**Brief**
Find the string "payload" in the material. Copy every line that has it.

______

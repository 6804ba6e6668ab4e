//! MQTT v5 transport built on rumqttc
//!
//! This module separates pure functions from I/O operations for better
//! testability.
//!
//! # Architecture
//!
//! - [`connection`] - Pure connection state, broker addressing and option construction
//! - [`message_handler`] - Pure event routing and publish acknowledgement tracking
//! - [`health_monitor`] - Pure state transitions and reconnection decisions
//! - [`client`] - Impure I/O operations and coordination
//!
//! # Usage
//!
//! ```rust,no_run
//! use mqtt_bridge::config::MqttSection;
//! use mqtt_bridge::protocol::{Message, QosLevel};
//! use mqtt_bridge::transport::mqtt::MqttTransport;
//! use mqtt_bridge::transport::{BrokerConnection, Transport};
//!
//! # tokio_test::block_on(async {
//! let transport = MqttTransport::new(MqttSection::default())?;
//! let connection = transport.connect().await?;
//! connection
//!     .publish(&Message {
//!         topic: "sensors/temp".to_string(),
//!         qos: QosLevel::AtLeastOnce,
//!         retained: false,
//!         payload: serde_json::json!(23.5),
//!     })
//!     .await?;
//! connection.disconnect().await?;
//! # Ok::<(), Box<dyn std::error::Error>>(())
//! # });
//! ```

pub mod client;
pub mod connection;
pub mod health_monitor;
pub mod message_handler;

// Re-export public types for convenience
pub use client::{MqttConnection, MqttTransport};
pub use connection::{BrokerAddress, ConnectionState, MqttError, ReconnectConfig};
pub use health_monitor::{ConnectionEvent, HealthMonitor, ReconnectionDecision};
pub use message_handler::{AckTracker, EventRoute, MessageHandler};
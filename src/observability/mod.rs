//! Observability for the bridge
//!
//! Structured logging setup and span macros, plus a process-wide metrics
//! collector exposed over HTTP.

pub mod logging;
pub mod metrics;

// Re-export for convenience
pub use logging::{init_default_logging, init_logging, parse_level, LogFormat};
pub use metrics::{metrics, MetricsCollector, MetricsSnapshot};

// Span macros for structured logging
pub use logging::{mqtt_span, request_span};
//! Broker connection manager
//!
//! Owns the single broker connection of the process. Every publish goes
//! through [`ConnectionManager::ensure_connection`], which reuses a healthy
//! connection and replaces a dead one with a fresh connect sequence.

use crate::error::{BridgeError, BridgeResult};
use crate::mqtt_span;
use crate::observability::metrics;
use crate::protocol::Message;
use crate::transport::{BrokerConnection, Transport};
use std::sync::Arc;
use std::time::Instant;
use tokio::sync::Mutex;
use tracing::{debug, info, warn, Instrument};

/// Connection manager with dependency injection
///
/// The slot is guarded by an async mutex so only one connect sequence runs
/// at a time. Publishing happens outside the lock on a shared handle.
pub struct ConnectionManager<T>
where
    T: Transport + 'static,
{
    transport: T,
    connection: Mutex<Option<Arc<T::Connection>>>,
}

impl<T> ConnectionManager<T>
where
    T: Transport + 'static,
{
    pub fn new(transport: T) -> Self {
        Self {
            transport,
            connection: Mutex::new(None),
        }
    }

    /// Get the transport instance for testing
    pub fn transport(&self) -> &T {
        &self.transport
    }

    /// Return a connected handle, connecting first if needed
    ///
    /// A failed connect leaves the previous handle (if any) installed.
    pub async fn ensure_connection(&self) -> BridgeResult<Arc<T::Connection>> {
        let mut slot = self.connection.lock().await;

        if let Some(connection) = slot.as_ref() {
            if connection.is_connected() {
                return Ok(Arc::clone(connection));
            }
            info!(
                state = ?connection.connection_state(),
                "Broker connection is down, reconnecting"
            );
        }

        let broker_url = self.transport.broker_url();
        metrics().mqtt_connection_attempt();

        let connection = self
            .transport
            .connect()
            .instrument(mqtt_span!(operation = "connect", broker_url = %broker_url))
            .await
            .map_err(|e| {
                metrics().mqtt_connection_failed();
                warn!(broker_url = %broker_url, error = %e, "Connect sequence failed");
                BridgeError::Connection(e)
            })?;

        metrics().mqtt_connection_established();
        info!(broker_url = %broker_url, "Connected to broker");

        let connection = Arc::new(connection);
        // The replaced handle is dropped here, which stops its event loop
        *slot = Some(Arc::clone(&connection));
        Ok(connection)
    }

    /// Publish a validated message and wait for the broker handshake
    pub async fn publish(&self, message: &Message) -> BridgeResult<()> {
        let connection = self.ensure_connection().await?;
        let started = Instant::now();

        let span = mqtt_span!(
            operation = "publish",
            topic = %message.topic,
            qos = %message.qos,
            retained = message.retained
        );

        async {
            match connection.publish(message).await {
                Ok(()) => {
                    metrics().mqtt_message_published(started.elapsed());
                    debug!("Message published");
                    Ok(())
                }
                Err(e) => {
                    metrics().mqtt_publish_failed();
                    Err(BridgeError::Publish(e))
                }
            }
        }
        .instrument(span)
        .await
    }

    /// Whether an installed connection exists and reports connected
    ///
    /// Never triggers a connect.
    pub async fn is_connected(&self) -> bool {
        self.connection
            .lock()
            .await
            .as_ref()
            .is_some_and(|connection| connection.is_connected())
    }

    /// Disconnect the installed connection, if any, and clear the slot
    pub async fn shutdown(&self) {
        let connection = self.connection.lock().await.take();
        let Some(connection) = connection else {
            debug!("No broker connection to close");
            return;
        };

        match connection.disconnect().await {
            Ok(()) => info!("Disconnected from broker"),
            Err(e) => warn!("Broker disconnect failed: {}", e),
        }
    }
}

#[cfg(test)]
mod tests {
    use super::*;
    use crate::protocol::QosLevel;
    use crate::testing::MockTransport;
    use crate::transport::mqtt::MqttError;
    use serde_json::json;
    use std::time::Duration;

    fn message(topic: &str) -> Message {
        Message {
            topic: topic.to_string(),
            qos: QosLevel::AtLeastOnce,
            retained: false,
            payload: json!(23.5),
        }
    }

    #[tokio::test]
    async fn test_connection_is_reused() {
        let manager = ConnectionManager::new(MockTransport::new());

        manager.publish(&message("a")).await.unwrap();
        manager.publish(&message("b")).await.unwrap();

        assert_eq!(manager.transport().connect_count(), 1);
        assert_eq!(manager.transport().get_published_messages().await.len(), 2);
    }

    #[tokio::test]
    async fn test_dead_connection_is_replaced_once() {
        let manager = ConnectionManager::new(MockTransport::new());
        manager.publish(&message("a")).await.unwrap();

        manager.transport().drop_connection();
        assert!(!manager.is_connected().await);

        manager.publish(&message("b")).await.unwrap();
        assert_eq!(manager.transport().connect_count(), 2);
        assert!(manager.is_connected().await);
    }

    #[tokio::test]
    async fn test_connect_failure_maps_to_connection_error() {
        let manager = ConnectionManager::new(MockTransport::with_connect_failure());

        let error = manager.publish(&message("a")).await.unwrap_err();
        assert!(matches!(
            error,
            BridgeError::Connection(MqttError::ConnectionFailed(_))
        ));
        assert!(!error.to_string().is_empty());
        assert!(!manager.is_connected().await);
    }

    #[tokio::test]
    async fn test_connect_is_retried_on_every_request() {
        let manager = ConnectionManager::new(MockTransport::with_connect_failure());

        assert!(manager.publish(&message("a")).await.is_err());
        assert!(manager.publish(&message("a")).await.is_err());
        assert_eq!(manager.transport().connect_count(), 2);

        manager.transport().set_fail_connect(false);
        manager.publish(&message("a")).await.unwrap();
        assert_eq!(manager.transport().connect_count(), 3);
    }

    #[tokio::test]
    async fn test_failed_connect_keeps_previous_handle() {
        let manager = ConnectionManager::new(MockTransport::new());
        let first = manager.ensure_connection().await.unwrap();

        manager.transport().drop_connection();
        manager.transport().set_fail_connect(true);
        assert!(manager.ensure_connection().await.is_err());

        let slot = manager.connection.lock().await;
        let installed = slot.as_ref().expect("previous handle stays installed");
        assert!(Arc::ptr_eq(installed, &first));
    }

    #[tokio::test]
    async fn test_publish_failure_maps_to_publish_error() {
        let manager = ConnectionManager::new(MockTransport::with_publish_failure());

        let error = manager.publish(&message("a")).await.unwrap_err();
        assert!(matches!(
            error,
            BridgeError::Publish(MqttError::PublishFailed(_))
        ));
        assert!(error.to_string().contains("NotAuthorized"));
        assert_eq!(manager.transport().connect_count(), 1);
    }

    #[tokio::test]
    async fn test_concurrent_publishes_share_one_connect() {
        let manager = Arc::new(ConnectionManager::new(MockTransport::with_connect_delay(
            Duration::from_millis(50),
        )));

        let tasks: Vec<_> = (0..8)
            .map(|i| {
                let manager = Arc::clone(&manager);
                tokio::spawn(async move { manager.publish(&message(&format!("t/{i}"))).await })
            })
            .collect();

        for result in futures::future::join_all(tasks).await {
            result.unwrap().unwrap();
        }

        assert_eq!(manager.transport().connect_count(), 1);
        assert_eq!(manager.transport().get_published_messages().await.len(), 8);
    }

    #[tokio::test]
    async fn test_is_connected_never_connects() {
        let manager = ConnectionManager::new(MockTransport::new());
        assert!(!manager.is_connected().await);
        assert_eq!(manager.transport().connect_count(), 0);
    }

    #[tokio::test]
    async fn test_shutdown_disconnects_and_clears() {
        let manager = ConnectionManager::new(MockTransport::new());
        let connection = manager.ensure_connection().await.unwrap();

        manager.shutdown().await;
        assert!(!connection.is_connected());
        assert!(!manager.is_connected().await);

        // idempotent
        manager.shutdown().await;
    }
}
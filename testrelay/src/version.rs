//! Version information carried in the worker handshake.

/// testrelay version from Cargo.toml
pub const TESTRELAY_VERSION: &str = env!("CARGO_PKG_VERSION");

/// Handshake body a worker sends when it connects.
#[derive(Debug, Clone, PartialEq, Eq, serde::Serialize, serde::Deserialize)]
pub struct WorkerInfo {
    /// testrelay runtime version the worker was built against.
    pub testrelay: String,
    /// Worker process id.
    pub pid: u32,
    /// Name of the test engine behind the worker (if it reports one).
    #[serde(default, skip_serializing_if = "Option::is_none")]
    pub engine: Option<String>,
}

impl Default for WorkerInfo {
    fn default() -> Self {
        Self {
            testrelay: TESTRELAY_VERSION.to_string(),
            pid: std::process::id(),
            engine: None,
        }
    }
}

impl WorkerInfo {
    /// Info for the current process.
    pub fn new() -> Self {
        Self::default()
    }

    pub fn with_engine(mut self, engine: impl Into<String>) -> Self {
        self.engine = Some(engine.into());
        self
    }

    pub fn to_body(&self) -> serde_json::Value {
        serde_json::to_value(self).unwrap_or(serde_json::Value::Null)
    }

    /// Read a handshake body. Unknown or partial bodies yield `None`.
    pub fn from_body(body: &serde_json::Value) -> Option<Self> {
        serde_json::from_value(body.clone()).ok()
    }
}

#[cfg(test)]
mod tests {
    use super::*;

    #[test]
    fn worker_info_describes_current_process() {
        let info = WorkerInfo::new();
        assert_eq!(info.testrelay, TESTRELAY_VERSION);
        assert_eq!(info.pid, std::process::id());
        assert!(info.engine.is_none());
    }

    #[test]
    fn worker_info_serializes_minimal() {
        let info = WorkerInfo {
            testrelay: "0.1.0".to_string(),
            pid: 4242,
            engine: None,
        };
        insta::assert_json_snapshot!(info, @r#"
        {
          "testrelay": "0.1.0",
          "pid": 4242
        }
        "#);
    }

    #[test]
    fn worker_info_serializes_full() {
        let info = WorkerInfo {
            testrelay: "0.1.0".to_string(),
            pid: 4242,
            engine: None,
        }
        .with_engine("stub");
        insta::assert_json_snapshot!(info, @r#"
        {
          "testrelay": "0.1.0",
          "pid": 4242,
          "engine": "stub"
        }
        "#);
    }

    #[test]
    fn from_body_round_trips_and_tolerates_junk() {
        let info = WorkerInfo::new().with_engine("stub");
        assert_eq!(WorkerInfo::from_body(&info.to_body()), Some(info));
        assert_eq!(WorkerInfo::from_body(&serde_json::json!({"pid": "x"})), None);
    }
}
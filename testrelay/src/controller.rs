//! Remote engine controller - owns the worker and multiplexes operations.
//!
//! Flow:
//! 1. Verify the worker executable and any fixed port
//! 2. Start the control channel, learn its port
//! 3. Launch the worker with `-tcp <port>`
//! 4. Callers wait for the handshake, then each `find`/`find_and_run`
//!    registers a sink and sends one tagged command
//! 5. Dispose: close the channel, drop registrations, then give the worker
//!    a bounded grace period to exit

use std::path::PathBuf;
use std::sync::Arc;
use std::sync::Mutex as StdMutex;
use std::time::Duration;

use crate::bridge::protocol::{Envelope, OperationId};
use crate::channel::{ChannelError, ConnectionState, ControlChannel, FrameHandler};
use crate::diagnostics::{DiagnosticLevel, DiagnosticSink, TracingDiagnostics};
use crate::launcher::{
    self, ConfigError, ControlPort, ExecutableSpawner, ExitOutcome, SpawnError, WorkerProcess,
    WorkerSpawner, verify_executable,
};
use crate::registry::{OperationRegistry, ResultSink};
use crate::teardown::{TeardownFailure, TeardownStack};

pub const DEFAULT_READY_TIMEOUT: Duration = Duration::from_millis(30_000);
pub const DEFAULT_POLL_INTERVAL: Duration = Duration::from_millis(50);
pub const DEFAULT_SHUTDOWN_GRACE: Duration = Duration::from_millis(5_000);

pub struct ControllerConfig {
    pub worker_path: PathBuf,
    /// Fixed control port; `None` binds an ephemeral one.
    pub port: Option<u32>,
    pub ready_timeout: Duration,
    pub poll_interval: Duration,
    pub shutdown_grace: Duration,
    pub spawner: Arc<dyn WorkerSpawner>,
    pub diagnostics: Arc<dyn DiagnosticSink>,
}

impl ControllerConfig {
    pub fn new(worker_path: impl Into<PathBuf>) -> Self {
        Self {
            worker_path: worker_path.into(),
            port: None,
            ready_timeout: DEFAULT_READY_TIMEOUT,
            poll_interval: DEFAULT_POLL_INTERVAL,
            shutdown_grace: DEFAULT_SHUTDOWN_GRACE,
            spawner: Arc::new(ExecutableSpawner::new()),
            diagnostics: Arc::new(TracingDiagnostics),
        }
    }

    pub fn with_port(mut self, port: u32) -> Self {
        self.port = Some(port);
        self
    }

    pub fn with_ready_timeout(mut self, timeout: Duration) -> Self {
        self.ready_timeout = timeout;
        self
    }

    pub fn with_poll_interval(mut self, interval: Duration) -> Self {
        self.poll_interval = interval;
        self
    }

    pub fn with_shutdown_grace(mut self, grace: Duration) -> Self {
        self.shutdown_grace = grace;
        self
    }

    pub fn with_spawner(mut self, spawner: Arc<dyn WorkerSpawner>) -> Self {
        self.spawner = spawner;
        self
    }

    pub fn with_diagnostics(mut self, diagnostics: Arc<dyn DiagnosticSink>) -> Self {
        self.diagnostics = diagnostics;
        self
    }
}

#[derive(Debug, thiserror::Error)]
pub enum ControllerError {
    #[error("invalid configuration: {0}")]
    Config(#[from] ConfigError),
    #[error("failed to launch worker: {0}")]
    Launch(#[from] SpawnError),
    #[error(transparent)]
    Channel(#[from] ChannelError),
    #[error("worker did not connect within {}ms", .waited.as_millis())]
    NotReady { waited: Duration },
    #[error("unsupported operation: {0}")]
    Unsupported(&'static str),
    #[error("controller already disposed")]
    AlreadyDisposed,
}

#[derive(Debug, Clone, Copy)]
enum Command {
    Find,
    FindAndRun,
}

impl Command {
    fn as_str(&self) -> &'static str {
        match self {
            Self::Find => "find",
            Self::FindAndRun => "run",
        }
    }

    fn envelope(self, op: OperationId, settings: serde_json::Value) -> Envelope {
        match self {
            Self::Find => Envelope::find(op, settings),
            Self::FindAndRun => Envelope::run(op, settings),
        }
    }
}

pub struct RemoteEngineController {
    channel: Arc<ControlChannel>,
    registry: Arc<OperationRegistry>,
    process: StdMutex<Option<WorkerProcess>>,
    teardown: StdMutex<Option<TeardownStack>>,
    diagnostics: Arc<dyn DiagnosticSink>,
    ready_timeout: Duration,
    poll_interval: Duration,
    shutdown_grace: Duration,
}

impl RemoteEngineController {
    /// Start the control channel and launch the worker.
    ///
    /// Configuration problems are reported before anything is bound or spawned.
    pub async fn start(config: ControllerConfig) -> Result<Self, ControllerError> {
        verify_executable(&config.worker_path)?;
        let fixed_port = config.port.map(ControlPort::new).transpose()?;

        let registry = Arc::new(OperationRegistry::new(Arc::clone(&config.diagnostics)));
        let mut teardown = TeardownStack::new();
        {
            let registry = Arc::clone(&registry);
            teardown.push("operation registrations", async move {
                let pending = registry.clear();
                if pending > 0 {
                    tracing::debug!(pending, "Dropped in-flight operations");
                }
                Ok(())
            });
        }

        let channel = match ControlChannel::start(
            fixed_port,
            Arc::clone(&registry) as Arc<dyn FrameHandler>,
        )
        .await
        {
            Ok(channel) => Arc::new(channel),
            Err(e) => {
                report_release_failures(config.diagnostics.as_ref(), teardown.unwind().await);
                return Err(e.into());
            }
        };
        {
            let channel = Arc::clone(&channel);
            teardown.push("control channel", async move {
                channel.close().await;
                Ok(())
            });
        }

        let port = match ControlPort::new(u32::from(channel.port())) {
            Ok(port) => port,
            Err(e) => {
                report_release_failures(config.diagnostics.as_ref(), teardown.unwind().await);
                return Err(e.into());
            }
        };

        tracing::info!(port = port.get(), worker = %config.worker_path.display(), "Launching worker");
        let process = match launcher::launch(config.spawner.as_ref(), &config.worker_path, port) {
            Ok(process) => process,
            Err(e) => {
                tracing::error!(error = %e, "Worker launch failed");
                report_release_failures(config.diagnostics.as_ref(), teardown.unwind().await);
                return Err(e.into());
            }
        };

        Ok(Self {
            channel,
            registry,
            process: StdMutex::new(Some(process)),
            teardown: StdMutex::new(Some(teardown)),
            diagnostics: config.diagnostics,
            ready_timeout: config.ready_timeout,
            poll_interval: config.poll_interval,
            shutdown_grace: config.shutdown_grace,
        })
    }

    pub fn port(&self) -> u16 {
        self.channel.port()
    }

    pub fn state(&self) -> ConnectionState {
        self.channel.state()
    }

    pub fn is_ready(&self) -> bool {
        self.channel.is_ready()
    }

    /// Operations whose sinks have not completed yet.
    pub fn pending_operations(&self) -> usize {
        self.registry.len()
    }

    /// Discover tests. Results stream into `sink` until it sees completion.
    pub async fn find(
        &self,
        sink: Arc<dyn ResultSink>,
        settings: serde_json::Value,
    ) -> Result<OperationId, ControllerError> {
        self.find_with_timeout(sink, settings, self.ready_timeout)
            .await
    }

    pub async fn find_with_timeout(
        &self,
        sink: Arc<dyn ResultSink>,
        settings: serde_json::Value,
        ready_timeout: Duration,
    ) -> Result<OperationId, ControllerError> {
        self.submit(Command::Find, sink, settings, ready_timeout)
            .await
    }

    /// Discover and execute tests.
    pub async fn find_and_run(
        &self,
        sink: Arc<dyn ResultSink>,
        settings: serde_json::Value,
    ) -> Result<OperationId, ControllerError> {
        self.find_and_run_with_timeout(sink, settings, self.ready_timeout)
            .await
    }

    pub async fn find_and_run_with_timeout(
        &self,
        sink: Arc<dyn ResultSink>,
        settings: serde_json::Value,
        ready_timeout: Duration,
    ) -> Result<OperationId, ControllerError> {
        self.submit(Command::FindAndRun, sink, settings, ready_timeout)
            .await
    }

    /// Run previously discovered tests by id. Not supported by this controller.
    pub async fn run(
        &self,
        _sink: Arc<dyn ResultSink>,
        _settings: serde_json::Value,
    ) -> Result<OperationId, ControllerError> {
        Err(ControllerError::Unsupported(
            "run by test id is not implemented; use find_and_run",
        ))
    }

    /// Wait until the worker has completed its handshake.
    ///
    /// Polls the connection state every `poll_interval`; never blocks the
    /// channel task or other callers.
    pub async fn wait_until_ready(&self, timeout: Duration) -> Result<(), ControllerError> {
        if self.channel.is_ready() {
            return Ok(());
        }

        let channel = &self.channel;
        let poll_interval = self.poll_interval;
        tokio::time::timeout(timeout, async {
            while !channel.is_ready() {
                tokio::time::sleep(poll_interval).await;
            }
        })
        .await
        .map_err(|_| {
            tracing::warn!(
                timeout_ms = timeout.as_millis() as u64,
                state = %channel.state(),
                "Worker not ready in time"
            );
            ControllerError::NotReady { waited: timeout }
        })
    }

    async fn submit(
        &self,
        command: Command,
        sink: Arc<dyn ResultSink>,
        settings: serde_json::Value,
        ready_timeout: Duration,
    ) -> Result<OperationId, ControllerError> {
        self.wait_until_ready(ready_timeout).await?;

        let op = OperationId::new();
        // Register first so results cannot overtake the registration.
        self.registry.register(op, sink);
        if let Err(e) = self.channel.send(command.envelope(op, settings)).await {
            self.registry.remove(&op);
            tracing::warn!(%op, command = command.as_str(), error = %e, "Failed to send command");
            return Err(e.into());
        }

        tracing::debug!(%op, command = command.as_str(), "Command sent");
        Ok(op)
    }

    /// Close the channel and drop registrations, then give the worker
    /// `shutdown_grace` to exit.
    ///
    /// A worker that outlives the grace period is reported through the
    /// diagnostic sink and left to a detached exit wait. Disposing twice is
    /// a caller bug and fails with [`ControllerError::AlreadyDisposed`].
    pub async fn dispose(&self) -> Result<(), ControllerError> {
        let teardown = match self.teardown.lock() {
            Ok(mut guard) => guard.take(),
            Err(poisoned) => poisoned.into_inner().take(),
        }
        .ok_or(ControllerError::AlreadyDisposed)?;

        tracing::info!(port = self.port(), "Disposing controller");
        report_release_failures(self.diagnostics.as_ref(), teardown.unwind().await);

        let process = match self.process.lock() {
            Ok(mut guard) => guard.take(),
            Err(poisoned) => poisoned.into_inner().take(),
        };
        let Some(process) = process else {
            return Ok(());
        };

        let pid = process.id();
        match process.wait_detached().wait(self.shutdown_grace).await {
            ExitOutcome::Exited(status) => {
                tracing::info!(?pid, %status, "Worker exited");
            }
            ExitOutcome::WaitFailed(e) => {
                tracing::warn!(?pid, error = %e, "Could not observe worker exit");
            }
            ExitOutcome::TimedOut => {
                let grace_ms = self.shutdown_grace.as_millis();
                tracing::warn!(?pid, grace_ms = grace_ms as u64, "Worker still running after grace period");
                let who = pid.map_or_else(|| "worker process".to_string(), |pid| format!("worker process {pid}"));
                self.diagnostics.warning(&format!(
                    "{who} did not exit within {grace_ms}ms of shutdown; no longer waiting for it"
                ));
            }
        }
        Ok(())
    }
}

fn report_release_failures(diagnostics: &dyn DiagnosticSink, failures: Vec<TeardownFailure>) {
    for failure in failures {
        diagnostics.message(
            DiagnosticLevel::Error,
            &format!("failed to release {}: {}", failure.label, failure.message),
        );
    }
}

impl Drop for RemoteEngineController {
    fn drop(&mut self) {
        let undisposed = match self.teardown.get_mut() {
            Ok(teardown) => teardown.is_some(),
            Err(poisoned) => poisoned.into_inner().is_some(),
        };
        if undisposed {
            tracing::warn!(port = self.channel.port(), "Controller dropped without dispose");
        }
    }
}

______

**Answer**
//!         payload: serde_json::json!(23.5),
            payload: json!(23.5),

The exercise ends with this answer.